Man kann bloß froh sein, daß meine Generation und die Altvorderen keine Computer hatten. Die mußten komplizierte Anlagen mit der Hand berechnen und zogen mit einem Sammelsurium dicker Formelbücher in den Krieg gegen den Kurzschluß. Stichwort Astronomische Sicherheitsfaktoren und „Überbemessung“ bis in teilweise lächerliche Ausmaße.
Heutzutage optimiert man Trafos & Co. bis aufs Prozent am Computer und die Typprüfungen in den Prüffeldern werden „iterativ“ bestanden; zuerst macht das Teil spektakulär die Grätsche und fliegt in die Luft, im zweiten Versuch geht es kaputt, bleibt aber in einem Stück, im dritten Versuch wird bestanden/zertifiziert, im vierten Versuch wird gegebenenfalls wieder verschlankt und gespart („Vielleicht brauchen wir diese Verstrebungen und Schaubbolzen da nicht.“).

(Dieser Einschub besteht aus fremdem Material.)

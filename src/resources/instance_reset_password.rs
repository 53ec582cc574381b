//! `cloudstack_instance_reset_password`: resets a VM's password and keeps
//! the new one in state.
//!
//! The resource ID is the VM ID. Nothing is created remotely, so delete only
//! drops the resource from state.

use async_trait::async_trait;
use tracing::{debug, info};

use super::{remote, Resource, INSTANCE_RESET_PASSWORD};
use crate::client::CloudStackApi;
use crate::error::ProviderError;
use crate::schema::{Attribute, Schema};
use crate::state::ResourceState;

/// Handler for `cloudstack_instance_reset_password`.
#[derive(Debug, Clone, Copy, Default)]
pub struct InstanceResetPassword;

impl InstanceResetPassword {
    async fn reset(
        &self,
        api: &dyn CloudStackApi,
        mut state: ResourceState,
    ) -> Result<ResourceState, ProviderError> {
        let vm_id = state.id()?.to_string();
        let vm = api
            .get_virtual_machine(&vm_id)
            .await
            .map_err(remote(format!("Error retrieving virtual machine {}", vm_id)))?;

        info!(vm = %vm.name, id = %vm.id, "Resetting virtual machine password");
        let reset = api
            .reset_password_for_virtual_machine(&vm_id)
            .await
            .map_err(|err| {
                ProviderError::RemoteFailure(format!(
                    "Failed to reset password for virtual machine {} [{}] due to : {}",
                    vm.name, vm.id, err
                ))
            })?;

        state.set("password", reset.password.unwrap_or_default());
        Ok(state)
    }
}

#[async_trait]
impl Resource for InstanceResetPassword {
    fn type_name(&self) -> &'static str {
        INSTANCE_RESET_PASSWORD
    }

    fn schema(&self) -> Schema {
        Schema::v0()
            .with_attribute(
                "id",
                Attribute::required_string().with_description("ID of the virtual machine"),
            )
            .with_attribute("password", Attribute::computed_string().sensitive())
    }

    async fn create(
        &self,
        api: &dyn CloudStackApi,
        planned: ResourceState,
    ) -> Result<ResourceState, ProviderError> {
        self.reset(api, planned).await
    }

    async fn read(
        &self,
        api: &dyn CloudStackApi,
        current: ResourceState,
    ) -> Result<ResourceState, ProviderError> {
        let vm_id = current.id()?;
        match api.get_virtual_machine(vm_id).await {
            Ok(_) => Ok(current),
            Err(err) if err.entity_missing() => {
                debug!(id = vm_id, "Virtual machine no longer exists");
                Err(ProviderError::NotFound(format!(
                    "virtual machine {} no longer exists",
                    vm_id
                )))
            },
            Err(err) => Err(remote(format!("Error retrieving virtual machine {}", vm_id))(err)),
        }
    }

    async fn update(
        &self,
        api: &dyn CloudStackApi,
        _prior: ResourceState,
        planned: ResourceState,
    ) -> Result<ResourceState, ProviderError> {
        self.reset(api, planned).await
    }

    async fn delete(
        &self,
        _api: &dyn CloudStackApi,
        current: ResourceState,
    ) -> Result<(), ProviderError> {
        debug!(id = ?current.string("id"), "Dropping password reset from state");
        Ok(())
    }
}
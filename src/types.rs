//! Plan and import result types exchanged with the host engine.

use serde::{Deserialize, Serialize};
use serde_json::Value;

/// A change to a single attribute during a plan.
#[derive(Debug, Clone, PartialEq, Eq, Serialize, Deserialize)]
pub struct AttributeChange {
    /// Dotted path of the attribute that changed.
    pub path: String,
    /// The value before the change (None if creating).
    pub before: Option<Value>,
    /// The value after the change (None if deleting).
    pub after: Option<Value>,
}

impl AttributeChange {
    /// Create a new attribute change.
    pub fn new(path: impl Into<String>, before: Option<Value>, after: Option<Value>) -> Self {
        Self {
            path: path.into(),
            before,
            after,
        }
    }

    /// Create a change for a new attribute.
    pub fn added(path: impl Into<String>, value: Value) -> Self {
        Self::new(path, None, Some(value))
    }

    /// Create a change for a removed attribute.
    pub fn removed(path: impl Into<String>, value: Value) -> Self {
        Self::new(path, Some(value), None)
    }

    /// Create a change for a modified attribute.
    pub fn modified(path: impl Into<String>, before: Value, after: Value) -> Self {
        Self::new(path, Some(before), Some(after))
    }
}

/// The result of a plan operation.
#[derive(Debug, Clone, PartialEq, Serialize, Deserialize)]
pub struct PlanResult {
    /// The planned state after the operation.
    pub planned_state: Value,
    /// The list of attribute changes.
    pub changes: Vec<AttributeChange>,
    /// Whether the resource must be destroyed and created again.
    pub requires_replace: bool,
}

impl PlanResult {
    /// Create a plan result with no changes.
    pub fn no_change(state: Value) -> Self {
        Self {
            planned_state: state,
            changes: Vec::new(),
            requires_replace: false,
        }
    }

    /// Create a plan result with changes.
    pub fn with_changes(
        planned_state: Value,
        changes: Vec<AttributeChange>,
        requires_replace: bool,
    ) -> Self {
        Self {
            planned_state,
            changes,
            requires_replace,
        }
    }
}

/// An imported resource.
#[derive(Debug, Clone, PartialEq, Serialize, Deserialize)]
pub struct ImportedResource {
    /// The resource type.
    pub resource_type: String,
    /// The imported state.
    pub state: Value,
}

impl ImportedResource {
    /// Create a new imported resource.
    pub fn new(resource_type: impl Into<String>, state: Value) -> Self {
        Self {
            resource_type: resource_type.into(),
            state,
        }
    }
}

/// Provider metadata.
#[derive(Debug, Clone, PartialEq, Eq, Serialize, Deserialize, Default)]
pub struct ProviderMetadata {
    /// Resource type names.
    pub resources: Vec<String>,
}
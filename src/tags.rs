//! Tag reconciliation.
//!
//! CloudStack models tags as a flat key/value set per resource that can only
//! be added to or removed from; there is no update-in-place. Reconciling a
//! resource therefore means computing which tags to delete and which to
//! create, then issuing `deleteTags` before `createTags`.
//!
//! # Example
//!
//! ```
//! use hemmer_provider_cloudstack::tags::{diff_tags, TagSet};
//!
//! let observed: TagSet = [("env", "dev"), ("team", "web")]
//!     .into_iter()
//!     .map(|(k, v)| (k.to_string(), v.to_string()))
//!     .collect();
//! let desired: TagSet = [("env", "prod"), ("team", "web")]
//!     .into_iter()
//!     .map(|(k, v)| (k.to_string(), v.to_string()))
//!     .collect();
//!
//! let diff = diff_tags(observed.clone(), desired.clone());
//! assert_eq!(diff.to_remove.get("env").map(String::as_str), Some("dev"));
//! assert_eq!(diff.to_create.get("env").map(String::as_str), Some("prod"));
//! assert!(!diff.to_create.contains_key("team"));
//! assert_eq!(diff.apply(&observed), desired);
//! ```

use std::collections::BTreeMap;

use serde_json::Value;
use tracing::debug;

use crate::client::{ApiError, CloudStackApi};
use crate::error::ProviderError;
use crate::schema::{Attribute, AttributeFlags, AttributeType};

/// All tags attached to one resource, keyed by tag key.
pub type TagSet = BTreeMap<String, String>;

/// The remote changes needed to move a resource from one tag set to another.
#[derive(Debug, Clone, Default, PartialEq, Eq)]
pub struct TagDiff {
    /// Tags to delete, with the values currently on the resource.
    pub to_remove: TagSet,
    /// Tags to create, with the desired values.
    pub to_create: TagSet,
}

impl TagDiff {
    /// Whether no remote call is needed.
    pub fn is_empty(&self) -> bool {
        self.to_remove.is_empty() && self.to_create.is_empty()
    }

    /// Apply the removals, then the creations, to `observed`.
    pub fn apply(&self, observed: &TagSet) -> TagSet {
        let mut result = observed.clone();
        for key in self.to_remove.keys() {
            result.remove(key);
        }
        result.extend(
            self.to_create
                .iter()
                .map(|(key, value)| (key.clone(), value.clone())),
        );
        result
    }
}

/// Compute the tags to remove and to create to turn `observed` into `desired`.
///
/// Keys with the same value on both sides are dropped from both. What remains
/// of `observed` must be removed and what remains of `desired` must be
/// created. A key whose value changed stays on both sides, so it is removed
/// with its old value and created with its new one.
pub fn diff_tags(mut observed: TagSet, mut desired: TagSet) -> TagDiff {
    observed.retain(|key, value| {
        if desired.get(key) == Some(&*value) {
            desired.remove(key);
            false
        } else {
            true
        }
    });

    TagDiff {
        to_remove: observed,
        to_create: desired,
    }
}

/// Attach `tags` to a freshly created resource.
pub async fn set_tags(
    api: &dyn CloudStackApi,
    resource_id: &str,
    resource_type: &str,
    tags: &TagSet,
) -> Result<(), ApiError> {
    if tags.is_empty() {
        return Ok(());
    }

    debug!(resource_id, resource_type, ?tags, "Creating tags");
    api.create_tags(&[resource_id.to_string()], resource_type, tags)
        .await
}

/// Reconcile the tags of an existing resource.
///
/// Obsolete and changed tags are deleted first, then new and changed tags are
/// created. The order matters: creating a key that still exists is rejected by
/// CloudStack, so the two calls must never be reordered or run concurrently.
pub async fn update_tags(
    api: &dyn CloudStackApi,
    resource_id: &str,
    resource_type: &str,
    observed: TagSet,
    desired: TagSet,
) -> Result<TagDiff, ApiError> {
    let diff = diff_tags(observed, desired);
    debug!(resource_id, to_remove = ?diff.to_remove, "Tags to remove");
    debug!(resource_id, to_create = ?diff.to_create, "Tags to create");

    let ids = [resource_id.to_string()];

    if !diff.to_remove.is_empty() {
        debug!(resource_id, tags = ?diff.to_remove, "Removing tags");
        api.delete_tags(&ids, resource_type, &diff.to_remove).await?;
    }

    if !diff.to_create.is_empty() {
        debug!(resource_id, tags = ?diff.to_create, "Creating tags");
        api.create_tags(&ids, resource_type, &diff.to_create).await?;
    }

    Ok(diff)
}

/// Read the `tags` attribute from a resource state object.
///
/// A missing or null attribute is an empty tag set.
pub fn tags_from_state(state: &Value) -> Result<TagSet, ProviderError> {
    match state.get("tags") {
        None | Some(Value::Null) => Ok(TagSet::new()),
        Some(Value::Object(entries)) => entries
            .iter()
            .map(|(key, value)| match value {
                Value::String(s) => Ok((key.clone(), s.clone())),
                other => Err(ProviderError::Validation(format!(
                    "tag '{}' must be a string, got {}",
                    key, other
                ))),
            })
            .collect(),
        Some(other) => Err(ProviderError::Validation(format!(
            "tags must be a map of strings, got {}",
            other
        ))),
    }
}

/// Render a tag set as a JSON object for state.
pub fn tags_to_value(tags: &TagSet) -> Value {
    Value::Object(
        tags.iter()
            .map(|(key, value)| (key.clone(), Value::String(value.clone())))
            .collect(),
    )
}

/// Schema for the `tags` attribute shared by taggable resources.
pub fn tags_schema() -> Attribute {
    Attribute::new(
        AttributeType::map(AttributeType::String),
        AttributeFlags::optional_computed(),
    )
    .with_description("Tags to attach to the resource")
}

#[cfg(test)]
mod tests {
    use super::*;
    use crate::testing::FakeCloud;
    use proptest::prelude::*;
    use serde_json::json;

    fn tags(pairs: &[(&str, &str)]) -> TagSet {
        pairs
            .iter()
            .map(|(k, v)| (k.to_string(), v.to_string()))
            .collect()
    }

    #[test]
    fn test_diff_identical_is_empty() {
        let desired = tags(&[("env", "prod"), ("team", "web")]);
        let diff = diff_tags(desired.clone(), desired);
        assert!(diff.is_empty());
    }

    #[test]
    fn test_diff_changed_value() {
        let diff = diff_tags(tags(&[("env", "dev")]), tags(&[("env", "prod")]));
        assert_eq!(diff.to_remove, tags(&[("env", "dev")]));
        assert_eq!(diff.to_create, tags(&[("env", "prod")]));
    }

    #[test]
    fn test_diff_pure_addition() {
        let diff = diff_tags(TagSet::new(), tags(&[("a", "1")]));
        assert!(diff.to_remove.is_empty());
        assert_eq!(diff.to_create, tags(&[("a", "1")]));
    }

    #[test]
    fn test_diff_pure_removal() {
        let diff = diff_tags(tags(&[("a", "1")]), TagSet::new());
        assert_eq!(diff.to_remove, tags(&[("a", "1")]));
        assert!(diff.to_create.is_empty());
    }

    #[test]
    fn test_diff_mixed() {
        let diff = diff_tags(
            tags(&[("a", "1"), ("b", "2")]),
            tags(&[("b", "2"), ("c", "3")]),
        );
        assert_eq!(diff.to_remove, tags(&[("a", "1")]));
        assert_eq!(diff.to_create, tags(&[("c", "3")]));
    }

    proptest! {
        #[test]
        fn prop_apply_converges_to_desired(
            observed in prop::collection::btree_map("[a-d]{1,2}", "[x-z]{0,2}", 0..8),
            desired in prop::collection::btree_map("[a-d]{1,2}", "[x-z]{0,2}", 0..8),
        ) {
            let diff = diff_tags(observed.clone(), desired.clone());
            prop_assert_eq!(diff.apply(&observed), desired.clone());

            for (key, value) in &observed {
                if desired.get(key) == Some(value) {
                    prop_assert!(!diff.to_remove.contains_key(key));
                    prop_assert!(!diff.to_create.contains_key(key));
                }
            }
        }
    }

    #[test]
    fn test_tags_from_state() {
        let state = json!({"tags": {"env": "prod"}});
        assert_eq!(tags_from_state(&state).unwrap(), tags(&[("env", "prod")]));

        assert!(tags_from_state(&json!({})).unwrap().is_empty());
        assert!(tags_from_state(&json!({"tags": null})).unwrap().is_empty());
        assert!(tags_from_state(&json!({"tags": {"env": 1}})).is_err());
        assert!(tags_from_state(&json!({"tags": "env=prod"})).is_err());
    }

    #[test]
    fn test_tags_to_value() {
        assert_eq!(
            tags_to_value(&tags(&[("env", "prod")])),
            json!({"env": "prod"})
        );
    }

    #[tokio::test]
    async fn test_set_tags_skips_empty() {
        let cloud = FakeCloud::new();
        set_tags(&cloud, "tpl-1", "Template", &TagSet::new())
            .await
            .unwrap();
        assert!(cloud.calls().is_empty());
    }

    #[tokio::test]
    async fn test_update_tags_removes_before_creating() {
        let cloud = FakeCloud::new();
        let id = "tpl-1";
        set_tags(&cloud, id, "Template", &tags(&[("env", "dev"), ("team", "web")]))
            .await
            .unwrap();

        let diff = update_tags(
            &cloud,
            id,
            "Template",
            tags(&[("env", "dev"), ("team", "web")]),
            tags(&[("env", "prod"), ("team", "web")]),
        )
        .await
        .unwrap();

        assert_eq!(diff.to_remove, tags(&[("env", "dev")]));
        assert_eq!(
            cloud.calls(),
            vec!["createTags", "deleteTags", "createTags"]
        );
        assert_eq!(
            cloud.tags_of(id),
            tags(&[("env", "prod"), ("team", "web")])
        );
    }

    #[test]
    fn test_update_tags_no_changes_makes_no_calls() {
        let cloud = FakeCloud::new();
        let desired = tags(&[("env", "prod")]);

        let diff = tokio_test::block_on(update_tags(
            &cloud,
            "tpl-1",
            "Template",
            desired.clone(),
            desired,
        ))
        .unwrap();

        assert!(diff.is_empty());
        assert!(cloud.calls().is_empty());
    }

    #[tokio::test]
    async fn test_update_tags_surfaces_delete_failure() {
        let cloud = FakeCloud::new();
        cloud.fail_next(
            "deleteTags",
            ApiError::Api {
                code: 530,
                text: "Internal error".to_string(),
            },
        );

        let result = update_tags(
            &cloud,
            "tpl-1",
            "Template",
            tags(&[("env", "dev")]),
            tags(&[("env", "prod")]),
        )
        .await;

        assert!(result.is_err());
        // create must not run once delete failed
        assert_eq!(cloud.calls(), vec!["deleteTags"]);
    }
}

Ist selbstverständlich nur die halbe Wahrheit. Heutige Energietechnikingenieure wissen deutlich mehr über Phänomene im Elektroenergiesystem und nicht jede Maßnahme, die von den Altvorderen kommt, erwies sich als klug oder sinnvoll. Der betriebswirtschaftliche Druck ist aber ein großes Problem und führt mehr und mehr zu technisch ungünstigen Lösungen. Ergo, Dein weiträumiger Stromausfall ist vielleicht nicht die Schuld des Ingenieurs sondern des BWLers.
Last not least: Fehler im Drehstromnetz führen zu unterschiedlichen Beanspruchungen der vorgelagerten oder nachgelagerten Betriebsmittel. Es gibt Fehlerzustände, die lassen sich ohne Probleme über Stunden strecken, bevor man jemanden hinschicken muß oder bevor man abschalten muß. Es gibt aber auch Fehlerzustände, die man unmittelbar abschalten muß, wenn eine automatische Wiedereinschaltung wieder zum Fehler führt. Manche Fehler verlöschen nämlich nach Auftreten, wenn kurzzeitig abgeschaltet wurde.